## WHAT THE EXERCISE ASKS:
Print this span of the material below exactly: the line with "a feed load", the line with "load a feed", and every line between them, but nothing else.
######
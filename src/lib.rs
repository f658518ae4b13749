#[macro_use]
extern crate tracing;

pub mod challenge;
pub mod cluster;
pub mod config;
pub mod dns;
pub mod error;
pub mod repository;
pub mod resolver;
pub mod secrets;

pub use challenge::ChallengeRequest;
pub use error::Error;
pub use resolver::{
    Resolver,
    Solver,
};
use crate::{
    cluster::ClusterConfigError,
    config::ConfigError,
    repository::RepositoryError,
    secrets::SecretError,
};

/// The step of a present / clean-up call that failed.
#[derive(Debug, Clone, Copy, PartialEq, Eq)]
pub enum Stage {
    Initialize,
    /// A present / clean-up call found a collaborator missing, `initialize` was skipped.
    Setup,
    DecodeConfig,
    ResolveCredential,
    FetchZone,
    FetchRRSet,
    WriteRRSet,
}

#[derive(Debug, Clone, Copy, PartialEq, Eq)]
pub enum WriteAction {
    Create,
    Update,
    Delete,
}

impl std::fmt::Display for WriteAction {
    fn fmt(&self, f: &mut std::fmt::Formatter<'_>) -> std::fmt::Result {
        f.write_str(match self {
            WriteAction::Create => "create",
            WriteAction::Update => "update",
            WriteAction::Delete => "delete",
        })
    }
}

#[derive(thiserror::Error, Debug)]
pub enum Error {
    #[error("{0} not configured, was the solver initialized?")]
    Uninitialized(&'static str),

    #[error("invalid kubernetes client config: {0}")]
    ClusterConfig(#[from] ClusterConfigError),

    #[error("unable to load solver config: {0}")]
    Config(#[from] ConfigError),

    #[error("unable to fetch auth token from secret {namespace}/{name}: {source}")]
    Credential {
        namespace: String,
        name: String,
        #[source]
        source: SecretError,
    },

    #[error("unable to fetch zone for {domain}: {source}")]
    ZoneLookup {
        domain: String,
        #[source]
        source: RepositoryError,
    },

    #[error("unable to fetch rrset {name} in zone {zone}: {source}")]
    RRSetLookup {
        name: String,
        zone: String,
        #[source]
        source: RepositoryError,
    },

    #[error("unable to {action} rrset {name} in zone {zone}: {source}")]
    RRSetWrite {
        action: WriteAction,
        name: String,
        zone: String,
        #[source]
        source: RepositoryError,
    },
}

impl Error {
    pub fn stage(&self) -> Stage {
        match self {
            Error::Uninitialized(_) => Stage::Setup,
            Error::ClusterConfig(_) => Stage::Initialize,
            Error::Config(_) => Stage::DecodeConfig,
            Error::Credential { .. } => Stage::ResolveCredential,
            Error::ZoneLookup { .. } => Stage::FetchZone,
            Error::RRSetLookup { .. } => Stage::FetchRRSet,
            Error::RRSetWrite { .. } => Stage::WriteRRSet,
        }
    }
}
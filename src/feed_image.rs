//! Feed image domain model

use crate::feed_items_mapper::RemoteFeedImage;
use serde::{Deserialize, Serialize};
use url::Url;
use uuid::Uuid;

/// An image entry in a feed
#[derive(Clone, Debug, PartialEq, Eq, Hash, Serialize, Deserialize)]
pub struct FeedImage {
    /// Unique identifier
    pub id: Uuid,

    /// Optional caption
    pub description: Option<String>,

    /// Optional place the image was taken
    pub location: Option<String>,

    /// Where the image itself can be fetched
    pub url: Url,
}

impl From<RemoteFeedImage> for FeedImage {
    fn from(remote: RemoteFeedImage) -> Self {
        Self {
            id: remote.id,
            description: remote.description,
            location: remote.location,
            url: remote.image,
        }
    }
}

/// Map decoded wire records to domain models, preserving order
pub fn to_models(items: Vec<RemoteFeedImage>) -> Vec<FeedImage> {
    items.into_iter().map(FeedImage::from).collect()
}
######
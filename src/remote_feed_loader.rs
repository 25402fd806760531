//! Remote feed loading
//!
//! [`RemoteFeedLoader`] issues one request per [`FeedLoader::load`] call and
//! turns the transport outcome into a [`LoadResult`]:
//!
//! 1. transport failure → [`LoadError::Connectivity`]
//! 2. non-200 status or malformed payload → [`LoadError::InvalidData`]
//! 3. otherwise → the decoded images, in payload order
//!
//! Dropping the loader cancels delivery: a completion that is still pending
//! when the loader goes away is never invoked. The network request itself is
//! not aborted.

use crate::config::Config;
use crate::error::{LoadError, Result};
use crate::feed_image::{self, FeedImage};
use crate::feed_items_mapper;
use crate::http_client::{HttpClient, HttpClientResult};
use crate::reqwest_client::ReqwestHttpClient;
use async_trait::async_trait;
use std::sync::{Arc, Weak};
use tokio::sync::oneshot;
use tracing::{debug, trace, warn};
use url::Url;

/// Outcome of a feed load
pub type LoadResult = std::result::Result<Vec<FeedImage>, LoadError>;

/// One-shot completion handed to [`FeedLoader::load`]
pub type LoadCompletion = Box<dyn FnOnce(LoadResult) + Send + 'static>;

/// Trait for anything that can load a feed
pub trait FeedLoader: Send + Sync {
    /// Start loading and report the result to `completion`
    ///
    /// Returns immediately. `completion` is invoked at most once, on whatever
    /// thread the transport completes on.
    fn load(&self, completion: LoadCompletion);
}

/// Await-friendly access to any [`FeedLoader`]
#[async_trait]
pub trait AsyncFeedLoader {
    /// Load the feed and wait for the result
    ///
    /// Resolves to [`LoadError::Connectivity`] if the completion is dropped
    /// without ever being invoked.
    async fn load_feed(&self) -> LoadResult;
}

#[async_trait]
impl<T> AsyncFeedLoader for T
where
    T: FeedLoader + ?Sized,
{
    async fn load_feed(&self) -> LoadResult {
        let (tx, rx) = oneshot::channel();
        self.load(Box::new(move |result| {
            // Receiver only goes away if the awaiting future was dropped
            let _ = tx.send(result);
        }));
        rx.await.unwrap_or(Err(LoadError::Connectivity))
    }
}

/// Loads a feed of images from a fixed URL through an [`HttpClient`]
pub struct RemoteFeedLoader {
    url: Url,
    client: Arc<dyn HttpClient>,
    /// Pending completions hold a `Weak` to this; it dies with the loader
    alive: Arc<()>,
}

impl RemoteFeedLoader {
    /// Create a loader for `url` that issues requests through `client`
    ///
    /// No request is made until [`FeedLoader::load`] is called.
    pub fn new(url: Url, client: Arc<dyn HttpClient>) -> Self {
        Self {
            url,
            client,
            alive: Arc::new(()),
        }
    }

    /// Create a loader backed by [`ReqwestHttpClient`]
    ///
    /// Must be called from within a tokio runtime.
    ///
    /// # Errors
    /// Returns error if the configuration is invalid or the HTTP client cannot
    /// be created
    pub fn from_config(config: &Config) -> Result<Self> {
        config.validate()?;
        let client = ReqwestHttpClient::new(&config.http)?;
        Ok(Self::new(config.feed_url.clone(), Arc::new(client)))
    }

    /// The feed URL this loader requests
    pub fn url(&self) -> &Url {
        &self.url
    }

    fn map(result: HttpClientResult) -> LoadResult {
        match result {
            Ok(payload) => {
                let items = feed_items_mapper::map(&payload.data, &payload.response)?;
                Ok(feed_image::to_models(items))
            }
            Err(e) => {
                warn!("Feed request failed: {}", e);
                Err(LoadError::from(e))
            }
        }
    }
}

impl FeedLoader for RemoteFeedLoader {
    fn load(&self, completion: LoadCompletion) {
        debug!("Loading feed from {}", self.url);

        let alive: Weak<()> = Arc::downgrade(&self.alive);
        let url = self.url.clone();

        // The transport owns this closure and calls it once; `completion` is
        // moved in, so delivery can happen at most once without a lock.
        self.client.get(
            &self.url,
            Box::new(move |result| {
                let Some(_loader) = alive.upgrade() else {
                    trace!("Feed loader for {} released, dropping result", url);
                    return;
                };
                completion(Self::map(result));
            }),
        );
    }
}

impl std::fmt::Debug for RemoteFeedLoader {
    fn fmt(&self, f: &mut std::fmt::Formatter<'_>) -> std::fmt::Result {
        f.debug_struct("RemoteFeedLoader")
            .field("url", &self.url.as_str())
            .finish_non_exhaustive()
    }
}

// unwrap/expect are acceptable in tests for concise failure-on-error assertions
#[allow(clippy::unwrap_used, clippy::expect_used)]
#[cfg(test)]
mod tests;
######
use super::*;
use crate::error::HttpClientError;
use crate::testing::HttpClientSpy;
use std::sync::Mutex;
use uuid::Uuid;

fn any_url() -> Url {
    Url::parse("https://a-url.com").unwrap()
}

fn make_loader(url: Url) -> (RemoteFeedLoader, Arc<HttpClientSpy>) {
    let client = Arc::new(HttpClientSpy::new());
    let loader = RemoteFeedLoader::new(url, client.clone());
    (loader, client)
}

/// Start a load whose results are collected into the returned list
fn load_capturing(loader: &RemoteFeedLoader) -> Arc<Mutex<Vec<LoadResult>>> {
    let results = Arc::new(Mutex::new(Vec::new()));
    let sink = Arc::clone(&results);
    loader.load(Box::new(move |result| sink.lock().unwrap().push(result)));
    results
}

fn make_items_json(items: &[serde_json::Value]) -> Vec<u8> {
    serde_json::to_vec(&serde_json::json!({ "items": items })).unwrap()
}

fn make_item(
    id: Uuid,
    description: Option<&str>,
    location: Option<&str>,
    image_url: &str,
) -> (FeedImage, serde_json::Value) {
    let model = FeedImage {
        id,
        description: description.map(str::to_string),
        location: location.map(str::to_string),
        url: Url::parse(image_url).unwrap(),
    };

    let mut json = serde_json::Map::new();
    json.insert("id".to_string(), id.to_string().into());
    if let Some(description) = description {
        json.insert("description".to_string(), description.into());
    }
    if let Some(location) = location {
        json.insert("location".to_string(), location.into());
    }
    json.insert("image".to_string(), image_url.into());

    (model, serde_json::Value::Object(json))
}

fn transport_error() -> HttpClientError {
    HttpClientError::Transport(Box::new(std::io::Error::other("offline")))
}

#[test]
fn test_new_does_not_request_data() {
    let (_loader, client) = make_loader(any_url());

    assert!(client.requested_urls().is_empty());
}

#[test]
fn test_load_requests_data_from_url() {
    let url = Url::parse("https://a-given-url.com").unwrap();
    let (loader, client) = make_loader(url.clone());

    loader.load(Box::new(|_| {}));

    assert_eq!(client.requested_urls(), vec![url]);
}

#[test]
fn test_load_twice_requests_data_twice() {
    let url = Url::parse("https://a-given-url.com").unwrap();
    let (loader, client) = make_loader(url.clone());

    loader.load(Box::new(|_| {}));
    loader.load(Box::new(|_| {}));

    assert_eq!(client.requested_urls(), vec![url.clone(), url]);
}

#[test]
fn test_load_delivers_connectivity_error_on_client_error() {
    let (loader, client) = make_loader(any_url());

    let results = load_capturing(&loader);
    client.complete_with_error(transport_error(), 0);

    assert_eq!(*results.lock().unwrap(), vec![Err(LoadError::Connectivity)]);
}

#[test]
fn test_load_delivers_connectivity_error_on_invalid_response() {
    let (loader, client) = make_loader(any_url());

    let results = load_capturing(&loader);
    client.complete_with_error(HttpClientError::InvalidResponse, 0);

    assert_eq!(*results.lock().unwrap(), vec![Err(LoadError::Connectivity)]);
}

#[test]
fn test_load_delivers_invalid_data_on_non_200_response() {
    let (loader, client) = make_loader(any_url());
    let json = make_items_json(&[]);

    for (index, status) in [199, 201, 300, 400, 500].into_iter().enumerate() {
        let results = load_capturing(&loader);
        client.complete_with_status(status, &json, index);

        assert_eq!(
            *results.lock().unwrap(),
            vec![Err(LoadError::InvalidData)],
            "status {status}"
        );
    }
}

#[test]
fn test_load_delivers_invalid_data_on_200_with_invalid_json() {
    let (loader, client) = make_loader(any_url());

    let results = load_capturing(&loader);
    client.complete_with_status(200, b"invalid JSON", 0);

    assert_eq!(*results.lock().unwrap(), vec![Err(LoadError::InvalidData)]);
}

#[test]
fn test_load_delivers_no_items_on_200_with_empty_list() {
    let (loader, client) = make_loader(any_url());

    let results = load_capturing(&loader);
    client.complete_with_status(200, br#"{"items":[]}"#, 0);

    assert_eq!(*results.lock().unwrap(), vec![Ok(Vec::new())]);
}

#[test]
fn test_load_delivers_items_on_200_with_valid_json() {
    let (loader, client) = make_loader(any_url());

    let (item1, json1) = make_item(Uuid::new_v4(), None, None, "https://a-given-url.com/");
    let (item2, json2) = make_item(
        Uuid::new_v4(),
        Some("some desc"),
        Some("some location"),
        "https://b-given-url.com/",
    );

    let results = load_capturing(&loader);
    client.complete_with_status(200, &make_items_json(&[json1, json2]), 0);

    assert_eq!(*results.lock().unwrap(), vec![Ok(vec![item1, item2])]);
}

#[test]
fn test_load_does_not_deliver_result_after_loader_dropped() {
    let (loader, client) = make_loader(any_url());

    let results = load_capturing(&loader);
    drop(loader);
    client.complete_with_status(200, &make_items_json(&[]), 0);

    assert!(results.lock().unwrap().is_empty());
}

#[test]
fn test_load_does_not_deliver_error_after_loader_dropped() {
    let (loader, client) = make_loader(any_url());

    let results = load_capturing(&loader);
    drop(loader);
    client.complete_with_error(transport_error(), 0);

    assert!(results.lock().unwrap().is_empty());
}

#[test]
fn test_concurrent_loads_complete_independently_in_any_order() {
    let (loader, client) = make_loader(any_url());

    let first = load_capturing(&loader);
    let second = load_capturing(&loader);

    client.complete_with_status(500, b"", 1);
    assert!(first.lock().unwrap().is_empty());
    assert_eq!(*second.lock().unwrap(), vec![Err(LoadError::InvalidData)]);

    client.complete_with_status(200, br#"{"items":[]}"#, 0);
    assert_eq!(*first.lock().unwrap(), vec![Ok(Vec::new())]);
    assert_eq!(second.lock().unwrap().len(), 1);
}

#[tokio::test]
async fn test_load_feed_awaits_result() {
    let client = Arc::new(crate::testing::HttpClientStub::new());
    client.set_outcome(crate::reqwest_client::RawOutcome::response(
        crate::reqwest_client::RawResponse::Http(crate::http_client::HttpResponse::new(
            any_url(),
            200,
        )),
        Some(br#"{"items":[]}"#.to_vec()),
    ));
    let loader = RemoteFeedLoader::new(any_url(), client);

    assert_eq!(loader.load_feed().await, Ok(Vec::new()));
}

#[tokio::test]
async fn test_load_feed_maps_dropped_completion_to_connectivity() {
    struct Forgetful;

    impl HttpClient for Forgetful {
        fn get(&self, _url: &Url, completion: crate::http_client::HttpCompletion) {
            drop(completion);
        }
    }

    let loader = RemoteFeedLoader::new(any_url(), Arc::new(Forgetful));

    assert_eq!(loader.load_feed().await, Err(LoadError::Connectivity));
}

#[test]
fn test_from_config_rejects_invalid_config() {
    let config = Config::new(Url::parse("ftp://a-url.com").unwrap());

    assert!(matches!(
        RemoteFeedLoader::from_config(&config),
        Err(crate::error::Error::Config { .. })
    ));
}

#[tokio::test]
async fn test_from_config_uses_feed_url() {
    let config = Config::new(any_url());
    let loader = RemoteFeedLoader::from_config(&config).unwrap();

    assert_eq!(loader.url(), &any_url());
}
######
## SOLUTION FOR THIS EXERCISE:
/// Outcome of a feed load
pub type LoadResult = std::result::Result<Vec<FeedImage>, LoadError>;

/// One-shot completion handed to [`FeedLoader::load`]
pub type LoadCompletion = Box<dyn FnOnce(LoadResult) + Send + 'static>;

/// Trait for anything that can load a feed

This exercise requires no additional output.